Di tangan perusahaan inilah, aspek pengujian, inspeksi, sertifikasi, verifikasi, dan klasifikasi menjadi fondasi bagi kepercayaan dunia usaha terhadap produk dan jasa Indonesia.
Namun, besarnya peran tersebut belum sepenuhnya tercermin dalam gaung maupun kiprah yang dirasakan publik. Di tengah transformasi besar yang dilakukan berbagai BUMN, IDSurvey justru terkesan berjalan tanpa narasi besar yang mampu menarik perhatian.
Perusahaan ini seolah berada jauh dari riuh dinamika BUMN yang tengah berlomba menghadirkan inovasi, ekspansi, dan terobosan.
Pergantian manajemen semestinya menjadi momentum untuk melahirkan gagasan-gagasan baru. Akan tetapi, dari sudut pandang publik, hingga saat ini belum tampak gebrakan yang benar-benar mampu menjadi penanda arah baru IDSurvey.
Padahal, sebagai holding yang memiliki posisi strategis, publik tentu berharap lahir inovasi, transformasi layanan, perluasan pasar internasional, digitalisasi yang lebih agresif, maupun penguatan peran dalam mendukung program-program prioritas pemerintah.
Keadaan ini tidak boleh dibiarkan berlarut-larut. Direksi bersama seluruh jajaran manajemen perlu keluar dari zona nyaman. Mereka tidak cukup hanya menjaga operasional perusahaan tetap berjalan dengan baik, tetapi juga harus mampu menghadirkan visi yang besar, membangun kepercayaan publik, dan menunjukkan bahwa IDSurvey adalah BUMN yang adaptif, inovatif, serta relevan dengan tantangan zaman.
Di sisi lain, integritas tetap menjadi fondasi utama. Beberapa perkara hukum yang pernah menyeret oknum di lingkungan anak perusahaan harus menjadi pelajaran berharga.
Meskipun perkara tersebut tidak menjadikan IDSurvey sebagai korporasi tersangka, setiap dugaan penyimpangan harus dijawab dengan penguatan tata kelola, transparansi, dan sistem pengawasan yang semakin kokoh.
Sudah saatnya IDSurvey tampil lebih percaya diri sebagai wajah Indonesia dalam industri testing, inspection, dan certification. Perusahaan ini memiliki modal besar: pengalaman, sumber daya manusia, jaringan, dan dukungan negara.

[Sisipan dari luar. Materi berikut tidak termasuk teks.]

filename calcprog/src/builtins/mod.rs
//! Builtin allow-list: functions, constants and reserved names
//!
//! The table is built once on first use and never mutated. Every name an
//! expression may use without `{{...}}` lives here.

use std::collections::HashMap;
use std::sync::LazyLock;

/// Builtin function type
pub type BuiltinFn = fn(&[f64]) -> f64;

/// Accepted argument counts
#[derive(Debug, Clone, Copy, PartialEq, Eq)]
pub enum Arity {
    Exact(usize),
    Range(usize, usize),
    AtLeast(usize),
}

impl Arity {
    pub fn accepts(self, n: usize) -> bool {
        match self {
            Arity::Exact(k) => n == k,
            Arity::Range(lo, hi) => (lo..=hi).contains(&n),
            Arity::AtLeast(k) => n >= k,
        }
    }
}

impl std::fmt::Display for Arity {
    fn fmt(&self, f: &mut std::fmt::Formatter<'_>) -> std::fmt::Result {
        match self {
            Arity::Exact(k) => write!(f, "{k}"),
            Arity::Range(lo, hi) => write!(f, "{lo} to {hi}"),
            Arity::AtLeast(k) => write!(f, "at least {k}"),
        }
    }
}

#[derive(Debug, Clone, Copy)]
pub struct Builtin {
    pub arity: Arity,
    pub func: BuiltinFn,
}

/// Names allowed by validation that have no value of their own
pub const RESERVED: &[&str] = &["end"];

static CONSTANTS: LazyLock<HashMap<&'static str, f64>> = LazyLock::new(|| {
    use std::f64::consts;
    HashMap::from([
        ("pi", consts::PI),
        ("PI", consts::PI),
        ("e", consts::E),
        ("E", consts::E),
        ("tau", consts::TAU),
        ("phi", 1.618_033_988_749_895),
        ("true", 1.0),
        ("false", 0.0),
        ("Infinity", f64::INFINITY),
        ("NaN", f64::NAN),
        ("LN2", consts::LN_2),
        ("LN10", consts::LN_10),
        ("LOG2E", consts::LOG2_E),
        ("LOG10E", consts::LOG10_E),
        ("SQRT2", consts::SQRT_2),
        ("SQRT1_2", consts::FRAC_1_SQRT_2),
    ])
});

static FUNCTIONS: LazyLock<HashMap<&'static str, Builtin>> = LazyLock::new(register_builtins);

fn register_builtins() -> HashMap<&'static str, Builtin> {
    use Arity::*;

    let mut builtins: HashMap<&'static str, Builtin> = HashMap::new();
    let mut add = |name: &'static str, arity: Arity, func: BuiltinFn| {
        builtins.insert(name, Builtin { arity, func });
    };

    add("abs", Exact(1), |a| a[0].abs());
    add("sqrt", Exact(1), |a| a[0].sqrt());
    add("cbrt", Exact(1), |a| a[0].cbrt());
    add("exp", Exact(1), |a| a[0].exp());
    add("expm1", Exact(1), |a| a[0].exp_m1());
    add("log", Range(1, 2), builtin_log);
    add("log10", Exact(1), |a| a[0].log10());
    add("log2", Exact(1), |a| a[0].log2());
    add("log1p", Exact(1), |a| a[0].ln_1p());

    add("sin", Exact(1), |a| a[0].sin());
    add("cos", Exact(1), |a| a[0].cos());
    add("tan", Exact(1), |a| a[0].tan());
    add("asin", Exact(1), |a| a[0].asin());
    add("acos", Exact(1), |a| a[0].acos());
    add("atan", Exact(1), |a| a[0].atan());
    add("atan2", Exact(2), |a| a[0].atan2(a[1]));
    add("sinh", Exact(1), |a| a[0].sinh());
    add("cosh", Exact(1), |a| a[0].cosh());
    add("tanh", Exact(1), |a| a[0].tanh());
    add("asinh", Exact(1), |a| a[0].asinh());
    add("acosh", Exact(1), |a| a[0].acosh());
    add("atanh", Exact(1), |a| a[0].atanh());

    add("floor", Exact(1), |a| a[0].floor());
    add("ceil", Exact(1), |a| a[0].ceil());
    add("round", Range(1, 2), builtin_round);
    add("fix", Exact(1), |a| a[0].trunc());
    add("trunc", Exact(1), |a| a[0].trunc());
    add("sign", Exact(1), builtin_sign);

    add("square", Exact(1), |a| a[0] * a[0]);
    add("cube", Exact(1), |a| a[0] * a[0] * a[0]);
    add("pow", Exact(2), |a| a[0].powf(a[1]));
    add("mod", Exact(2), |a| modulo(a[0], a[1]));
    add("nthRoot", Range(1, 2), builtin_nth_root);
    add("factorial", Exact(1), |a| factorial(a[0]));

    add("hypot", AtLeast(1), |a| a.iter().map(|x| x * x).sum::<f64>().sqrt());
    add("min", AtLeast(1), |a| a.iter().copied().fold(f64::INFINITY, f64::min));
    add("max", AtLeast(1), |a| a.iter().copied().fold(f64::NEG_INFINITY, f64::max));
    add("sum", AtLeast(1), |a| a.iter().sum());
    add("mean", AtLeast(1), |a| a.iter().sum::<f64>() / a.len() as f64);

    builtins
}

fn builtin_log(args: &[f64]) -> f64 {
    match args {
        [x] => x.ln(),
        [x, base] => x.ln() / base.ln(),
        _ => f64::NAN,
    }
}

fn builtin_round(args: &[f64]) -> f64 {
    match args {
        [x] => x.round(),
        [x, digits] => {
            let factor = 10f64.powi(*digits as i32);
            (x * factor).round() / factor
        }
        _ => f64::NAN,
    }
}

fn builtin_sign(args: &[f64]) -> f64 {
    let x = args[0];
    if x == 0.0 || x.is_nan() { x } else { x.signum() }
}

fn builtin_nth_root(args: &[f64]) -> f64 {
    let (x, n) = match args {
        [x] => (*x, 2.0),
        [x, n] => (*x, *n),
        _ => return f64::NAN,
    };
    // odd roots of negative numbers stay real
    if x < 0.0 && n.fract() == 0.0 && (n as i64) % 2 != 0 {
        -(-x).powf(1.0 / n)
    } else {
        x.powf(1.0 / n)
    }
}

/// Floored modulo; the result takes the sign of the divisor. `x mod 0` is `x`.
pub fn modulo(x: f64, y: f64) -> f64 {
    if y == 0.0 { x } else { x - y * (x / y).floor() }
}

/// Factorial of a non-negative integer; NaN otherwise
pub fn factorial(n: f64) -> f64 {
    if n < 0.0 || n.fract() != 0.0 {
        return f64::NAN;
    }
    if n > 170.0 {
        return f64::INFINITY;
    }
    (1..=n as u32).fold(1.0, |acc, k| acc * k as f64)
}

pub fn function(name: &str) -> Option<&'static Builtin> {
    FUNCTIONS.get(name)
}

pub fn constant(name: &str) -> Option<f64> {
    CONSTANTS.get(name).copied()
}

pub fn is_reserved(name: &str) -> bool {
    RESERVED.contains(&name)
}

/// Whether `name` may appear bare (without `{{...}}`) in an expression
pub fn is_allowed(name: &str) -> bool {
    FUNCTIONS.contains_key(name) || CONSTANTS.contains_key(name) || is_reserved(name)
}

/// All builtin names, sorted
pub fn names() -> Vec<&'static str> {
    let mut names: Vec<&'static str> = FUNCTIONS
        .keys()
        .chain(CONSTANTS.keys())
        .copied()
        .chain(RESERVED.iter().copied())
        .collect();
    names.sort_unstable();
    names
}
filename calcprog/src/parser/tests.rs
//! Parser tests for the arithmetic grammar

use crate::ast::{BinOp, Expr, Span, Spanned, UnOp};
use crate::error::ErrorKind;
use crate::lexer::tokenize;
use crate::parser::parse;

/// Helper to parse an expression and return the AST
fn parse_expr(source: &str) -> crate::error::Result<Spanned<Expr>> {
    parse(tokenize(source)?)
}

/// Helper to parse and expect success
fn parse_ok(source: &str) -> Spanned<Expr> {
    parse_expr(source).expect("Parse should succeed")
}

/// Helper to check if parsing fails
fn parse_fails(source: &str) -> bool {
    parse_expr(source).is_err()
}

/// Fully parenthesized rendering, to compare shapes without spans
fn shape(expr: &Spanned<Expr>) -> String {
    match &expr.node {
        Expr::Number(n) => n.to_string(),
        Expr::Str(s) => format!("{s:?}"),
        Expr::Symbol(name) => name.clone(),
        Expr::Binary { left, op, right } => format!("({} {op} {})", shape(left), shape(right)),
        Expr::Unary { op: UnOp::Factorial, expr } => format!("({}!)", shape(expr)),
        Expr::Unary { op: UnOp::Not, expr } => format!("(not {})", shape(expr)),
        Expr::Unary { op, expr } => format!("({op}{})", shape(expr)),
        Expr::Conditional {
            cond,
            then_branch,
            else_branch,
        } => format!("({} ? {} : {})", shape(cond), shape(then_branch), shape(else_branch)),
        Expr::Call { func, args } => {
            let args: Vec<String> = args.iter().map(shape).collect();
            format!("{}({})", func.node, args.join(", "))
        }
    }
}

fn shape_of(source: &str) -> String {
    shape(&parse_ok(source))
}

// ============================================
// Literals and atoms
// ============================================

#[test]
fn test_parse_number_forms() {
    for (source, value) in [("42", 42.0), ("1.5", 1.5), (".5", 0.5), ("1.", 1.0), ("1e3", 1000.0), ("2.5E-2", 0.025)] {
        let expr = parse_ok(source);
        assert_eq!(expr.node, Expr::Number(value), "{source}");
    }
}

#[test]
fn test_parse_string_literal() {
    let expr = parse_ok("'abc'");
    assert_eq!(expr.node, Expr::Str("abc".to_string()));
    assert_eq!(expr.span, Span::new(0, 5));
}

#[test]
fn test_parse_symbol_and_call() {
    let expr = parse_ok("__v_rate");
    assert_eq!(expr.node, Expr::Symbol("__v_rate".to_string()));

    let expr = parse_ok("max(1, __v_a, 3)");
    let Expr::Call { func, args } = &expr.node else {
        panic!("Expected Call");
    };
    assert_eq!(func.node, "max");
    assert_eq!(func.span, Span::new(0, 3));
    assert_eq!(args.len(), 3);
    assert_eq!(expr.span, Span::new(0, 16));
}

#[test]
fn test_parse_call_without_arguments() {
    assert_eq!(shape_of("f()"), "f()");
}

// ============================================
// Precedence and associativity
// ============================================

#[test]
fn test_parse_arithmetic_precedence() {
    assert_eq!(shape_of("1 + 2 * 3"), "(1 + (2 * 3))");
    assert_eq!(shape_of("(1 + 2) * 3"), "((1 + 2) * 3)");
    assert_eq!(shape_of("1 - 2 - 3"), "((1 - 2) - 3)");
    assert_eq!(shape_of("8 / 4 % 3"), "((8 / 4) % 3)");
}

#[test]
fn test_parse_power() {
    assert_eq!(shape_of("2 ^ 3 ^ 2"), "(2 ^ (3 ^ 2))");
    assert_eq!(shape_of("-2 ^ 2"), "(-(2 ^ 2))");
    assert_eq!(shape_of("2 ^ -1"), "(2 ^ (-1))");
    assert_eq!(shape_of("2 * 3 ^ 2"), "(2 * (3 ^ 2))");
}

#[test]
fn test_parse_factorial_binds_tightest() {
    assert_eq!(shape_of("3!"), "(3!)");
    assert_eq!(shape_of("2 ^ 3!"), "(2 ^ (3!))");
    assert_eq!(shape_of("-3!"), "(-(3!))");
}

#[test]
fn test_parse_comparison_and_logic() {
    assert_eq!(shape_of("1 + 1 == 2"), "((1 + 1) == 2)");
    assert_eq!(shape_of("a < b and c >= d or e"), "(((a < b) and (c >= d)) or e)");
    assert_eq!(shape_of("not a and b"), "((not a) and b)");
    assert_eq!(shape_of("1 != 2"), "(1 != 2)");
}

#[test]
fn test_parse_conditional_is_right_associative() {
    assert_eq!(shape_of("a ? 1 : b ? 2 : 3"), "(a ? 1 : (b ? 2 : 3))");
    assert_eq!(shape_of("a > 1 ? x + 1 : y"), "((a > 1) ? (x + 1) : y)");
}

#[test]
fn test_parse_unary_plus() {
    assert_eq!(shape_of("+ 4"), "(+4)");
    assert_eq!(shape_of("1 - -2"), "(1 - (-2))");
}

// ============================================
// Spans
// ============================================

#[test]
fn test_binary_span_covers_both_operands() {
    let expr = parse_ok("  12 + 345 ");
    assert_eq!(expr.span, Span::new(2, 10));
}

#[test]
fn test_operator_kinds() {
    let expr = parse_ok("a % b");
    assert!(matches!(expr.node, Expr::Binary { op: BinOp::Mod, .. }));
}

// ============================================
// Errors
// ============================================

#[test]
fn test_parse_errors() {
    assert!(parse_fails(""));
    assert!(parse_fails("1 +"));
    assert!(parse_fails("(1 + 2"));
    assert!(parse_fails("1 2"));
    assert!(parse_fails("a ? b"));
    assert!(parse_fails("* 3"));
}

#[test]
fn test_unexpected_end_message() {
    let err = parse_expr("1 +").unwrap_err();
    assert_eq!(err.kind(), ErrorKind::Parse);
    assert!(err.to_string().starts_with("Unexpected end of expression"));
    assert_eq!(err.span(), Some(Span::point(3)));
}

#[test]
fn test_unexpected_token_message() {
    let err = parse_expr("1 + )").unwrap_err();
    assert!(err.to_string().starts_with("Unexpected `)`"), "{err}");
    assert_eq!(err.span(), Some(Span::new(4, 5)));
}

#[test]
fn test_unexpected_character() {
    let err = parse_expr("1 # 2").unwrap_err();
    assert_eq!(err.kind(), ErrorKind::Parse);
    assert_eq!(err.span(), Some(Span::new(2, 3)));
}
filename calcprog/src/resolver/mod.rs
//! Symbol resolution over a parsed expression
//!
//! Runs after parsing succeeds and before anything is evaluated. Three
//! passes, each fail-fast:
//!
//! 1. every free symbol is a rewritten variable, a builtin, or reserved;
//! 2. no quoted text literal appears anywhere;
//! 3. every call targets a builtin function with an accepted arity.

use crate::ast::walk::walk;
use crate::ast::{Expr, Spanned};
use crate::builtins;
use crate::error::{ExprError, Result};
use crate::template::VARIABLE_PREFIX;
use crate::util::find_similar_name;
use std::ops::ControlFlow;

/// Maximum edit distance for "did you mean" suggestions
const SUGGESTION_THRESHOLD: usize = 2;

/// Check that a symbol name may appear in an expression
pub fn is_allowed_symbol(name: &str) -> bool {
    name.starts_with(VARIABLE_PREFIX) || builtins::is_allowed(name)
}

/// Run every resolution pass over `expr`
pub fn resolve(expr: &Spanned<Expr>) -> Result<()> {
    if let Some(bad) = find_unknown_symbol(expr) {
        let names = builtins::names();
        let suggestion = find_similar_name(&bad.node, &names, SUGGESTION_THRESHOLD);
        return Err(ExprError::unknown_symbol(bad.node, Some(bad.span)).with_suggestion(suggestion));
    }
    if let Some(literal) = find_string_literal(expr) {
        return Err(ExprError::NonNumericLiteral { span: literal });
    }
    check_calls(expr)
}

/// First symbol (pre-order) that is not allowed. Call targets count as
/// symbols, visited before their arguments.
pub fn find_unknown_symbol(expr: &Spanned<Expr>) -> Option<Spanned<String>> {
    let found = walk(expr, &mut |node| match &node.node {
        Expr::Symbol(name) if !is_allowed_symbol(name) => {
            ControlFlow::Break(Spanned::new(name.clone(), node.span))
        }
        Expr::Call { func, .. } if !is_allowed_symbol(&func.node) => ControlFlow::Break(func.clone()),
        _ => ControlFlow::Continue(()),
    });
    match found {
        ControlFlow::Break(bad) => Some(bad),
        ControlFlow::Continue(()) => None,
    }
}

fn find_string_literal(expr: &Spanned<Expr>) -> Option<crate::ast::Span> {
    match walk(expr, &mut |node| match &node.node {
        Expr::Str(_) => ControlFlow::Break(node.span),
        _ => ControlFlow::Continue(()),
    }) {
        ControlFlow::Break(span) => Some(span),
        ControlFlow::Continue(()) => None,
    }
}

fn check_calls(expr: &Spanned<Expr>) -> Result<()> {
    match walk(expr, &mut |node| {
        let Expr::Call { func, args } = &node.node else {
            return ControlFlow::Continue(());
        };
        match builtins::function(&func.node) {
            Some(builtin) if builtin.arity.accepts(args.len()) => ControlFlow::Continue(()),
            Some(builtin) => ControlFlow::Break(ExprError::Arity {
                name: func.node.clone(),
                expected: builtin.arity.to_string(),
                got: args.len(),
                span: node.span,
            }),
            None => ControlFlow::Break(ExprError::NotCallable {
                name: crate::template::original_name(&func.node)
                    .unwrap_or(&func.node)
                    .to_string(),
                span: func.span,
            }),
        }
    }) {
        ControlFlow::Break(err) => Err(err),
        ControlFlow::Continue(()) => Ok(()),
    }
}

#[cfg(test)]
mod tests {
    use super::*;
    use crate::error::ErrorKind;
    use crate::lexer::tokenize;
    use crate::parser::parse;

    fn resolve_src(source: &str) -> Result<()> {
        let ast = parse(tokenize(source)?)?;
        resolve(&ast)
    }

    #[test]
    fn test_variables_and_builtins_resolve() {
        assert!(resolve_src("__v_a + sqrt(__v_b) * pi").is_ok());
        assert!(resolve_src("max(1, 2, 3) + end").is_ok());
    }

    #[test]
    fn test_first_unknown_symbol_wins() {
        let err = resolve_src("__v_a + foo + bar").unwrap_err();
        assert_eq!(err.symbol(), Some("foo"));
    }

    #[test]
    fn test_unknown_function_is_unknown_symbol() {
        let err = resolve_src("frobnicate(1)").unwrap_err();
        assert_eq!(err.kind(), ErrorKind::UnknownSymbol);
        assert_eq!(err.symbol(), Some("frobnicate"));
    }

    #[test]
    fn test_unknown_symbol_suggests_builtin() {
        let err = resolve_src("sqr(4)").unwrap_err();
        assert_eq!(err.suggestion(), Some("sqrt"));
    }

    #[test]
    fn test_unknown_symbol_checked_before_string_literals() {
        let err = resolve_src("\"text\" + nope").unwrap_err();
        assert_eq!(err.kind(), ErrorKind::UnknownSymbol);
    }

    #[test]
    fn test_string_literal_rejected() {
        let err = resolve_src("1 + 'abc'").unwrap_err();
        assert_eq!(err.kind(), ErrorKind::NonNumericLiteral);
        assert_eq!(err.span(), Some(crate::ast::Span::new(4, 9)));
    }

    #[test]
    fn test_arity_checked() {
        let err = resolve_src("sqrt(1, 2)").unwrap_err();
        assert!(matches!(err, ExprError::Arity { ref name, got: 2, .. } if name == "sqrt"));
        assert_eq!(err.kind(), ErrorKind::InvalidCall);
    }

    #[test]
    fn test_calling_a_variable_is_not_callable() {
        let err = resolve_src("__v_rate(2)").unwrap_err();
        assert_eq!(err, ExprError::NotCallable { name: "rate".to_string(), span: crate::ast::Span::new(0, 8) });
    }
}
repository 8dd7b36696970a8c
fn main() {
    lalrpop::process_src().unwrap();
}
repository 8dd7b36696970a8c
//! Evaluator for resolved expression trees

mod env;
mod eval;

pub use env::Environment;
pub use eval::{Evaluator, nearly_equal};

“Yang dibutuhkan sekarang adalah kepemimpinan yang berani mengambil langkah-langkah strategis, melahirkan inovasi, memperkuat kolaborasi, serta membangun citra perusahaan yang lebih progresif.
BUMN tidak dibentuk hanya untuk menghasilkan keuntungan, tetapi juga menjadi lokomotif pembangunan nasional. Karena itu, IDSurvey tidak boleh hanya dikenal di kalangan industri, melainkan juga harus menjadi simbol profesionalisme, integritas, dan inovasi yang membanggakan Indonesia di tingkat global.
Kini, tantangan terbesar bukan sekadar mempertahankan apa yang telah ada, melainkan menciptakan lompatan baru. Publik menunggu karya nyata, bukan sekadar rutinitas.
Saat ini Publik menunggu terobosan, bukan hanya pergantian kepemimpinan. Dan dari sanalah ukuran keberhasilan manajemen baru IDSurvey sesungguhnya akan dinilai.**
*Oleh : Sayed Junaidi Rizaldi*
Ketua Umum Gerakan Indonesia Gemilang.